Triumph of imagination 2: High Street 2012



Moe: Oh, everybody is going to family restaurants these days, tsk. Seems nobody wants to hang out in a dank pit no more.
Carl: You ain't thinking of getting rid of the dank, are you, Moe?
Moe: Ehh, maybe I am.
Carl: Oh, but Moe: the dank. The dank!
- The Simpsons

Brockley resident Ben is a member of the team that is leading the regeneration of some of Tower Hamlets' grottiest stretches of road. He sent us these before and after shots to illustrate what's been achieved.

The project is called High Street 2012 and is designed to spruce up their neighbourhoods ahead of the Olympics. We wrote admiringly of the scheme a while ago, and it has now begun to bear fruit. The Council website explains:

Tower Hamlets Council's High Street 2012 programme is a major regeneration project along the thoroughfare (A11/A118) that links the City of London to the Olympic Park in Stratford - the buildings are the first of around 100 to benefit from the conservation works.

Nick Smales, Head of 2012 Olympic and Paralympic Games at Tower Hamlets Council said: "High Street 2012 aims to regenerate of some of the most deprived areas in Tower Hamlets against the backdrop of London 2012. This will help lift up the area, with the benefits lasting for years to come.

“The completion of the first phase of the Historic Building Conservation Scheme is an important step towards realising this vision."

The six rejuvenated buildings (64 - 68 Whitechapel High Street) have seen new shop fronts, repairs to the brickwork and pointing, new windows and the reinstatement of lost architectural features and details. Taking six months to complete, the conservation works cost approximately £460,000.

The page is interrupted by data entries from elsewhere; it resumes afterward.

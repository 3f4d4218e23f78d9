//! Workflow state machine.
//!
//! The engine is the only writer of workflows and transition records. Every
//! mutation follows the same path:
//!
//! 1. take the per-workflow lock,
//! 2. read the current workflow and decide on the change (or a no-op),
//! 3. write the workflow conditionally on its version,
//! 4. append the transition record, restoring the previous snapshot if the
//!    append fails,
//! 5. release the lock and run side effects (notifications, publishing).
//!
//! Side effects run after the commit; their failures are logged and never
//! undo a committed transition.

use chrono::{DateTime, Utc};
use serde_json::json;
use std::collections::BTreeSet;
use std::sync::Arc;
use tracing::{debug, error, info, warn};
use uuid::Uuid;

use crate::clock::{shift_days, SharedClock, SystemClock};
use crate::events::{ContentEvent, EventBus};
use crate::external::{ContentStore, NotificationKind, NotificationSink};

use super::errors::{StoreError, WorkflowError, WorkflowResult};
use super::locks::WorkflowLocks;
use super::stage::{Stage, StageSet};
use super::store::{WorkflowQuery, WorkflowStore};
use super::transition_log::TransitionLog;
use super::types::{
    ChangeOptions, CreateWorkflowOptions, NewWorkflow, StageQueryOptions, TransitionKind,
    TransitionRecord, Workflow, WorkflowSort, SYSTEM_USER,
};

/// Conditional-update retries before giving up with `Concurrency`.
const MAX_COMMIT_ATTEMPTS: u32 = 3;

pub const DEFAULT_DEADLINE_APPROACH_DAYS: i64 = 3;

/// Everything the engine reads from or writes to.
#[derive(Clone)]
pub struct EngineCollaborators {
    pub store: Arc<dyn WorkflowStore>,
    pub log: Arc<dyn TransitionLog>,
    pub content: Arc<dyn ContentStore>,
    pub notifier: Arc<dyn NotificationSink>,
    pub events: Arc<dyn EventBus>,
}

/// A change decided under the workflow lock, not yet committed.
struct PendingChange {
    workflow: Workflow,
    record: TransitionRecord,
}

/// Result of a locked mutation.
struct Applied {
    before: Workflow,
    after: Workflow,
}

impl Applied {
    fn changed(&self) -> bool {
        self.after.version != self.before.version
    }
}

pub struct WorkflowEngine {
    stages: StageSet,
    store: Arc<dyn WorkflowStore>,
    log: Arc<dyn TransitionLog>,
    content: Arc<dyn ContentStore>,
    notifier: Arc<dyn NotificationSink>,
    events: Arc<dyn EventBus>,
    clock: SharedClock,
    locks: WorkflowLocks,
    deadline_approach_days: i64,
}

impl std::fmt::Debug for WorkflowEngine {
    fn fmt(&self, f: &mut std::fmt::Formatter<'_>) -> std::fmt::Result {
        f.debug_struct("WorkflowEngine")
            .field("stages", &self.stages)
            .field("deadline_approach_days", &self.deadline_approach_days)
            .finish_non_exhaustive()
    }
}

We've called this a triumph of the imagination, but actually, you don't need to be John Lasseter to see similar potential in Brockley Road and Lewisham Way.

Our high streets are the only public facility that we all use. They make a major contribution to our prosperity and quality of life and well maintained public streets can help attract new investment and even reduce crime.

And yet, too often we accept the crappy status quo as though any other reality is impossible and to hope for better is arriviste social engineering.

But you don't have to go far to see that that these criticisms are nonsense. The parades in Honor Oak and Crofton Park work. They blend the aspirational with the practical, the leisure business with the staple-seller, the restaurant with the takeaway. They've attracted good quality busnesses without alienating any part of the community.

Ladywell Village Improvement Group has made a start with its own plans to improve Ladywell. Piecemeal investment is planned for parts of Brockley Road, but progress is slow and there is no sense of a coherent plan from the Council. To hear that people who know how to make change happen live locally but apply their talents to other parts of the capital is particularly depressing.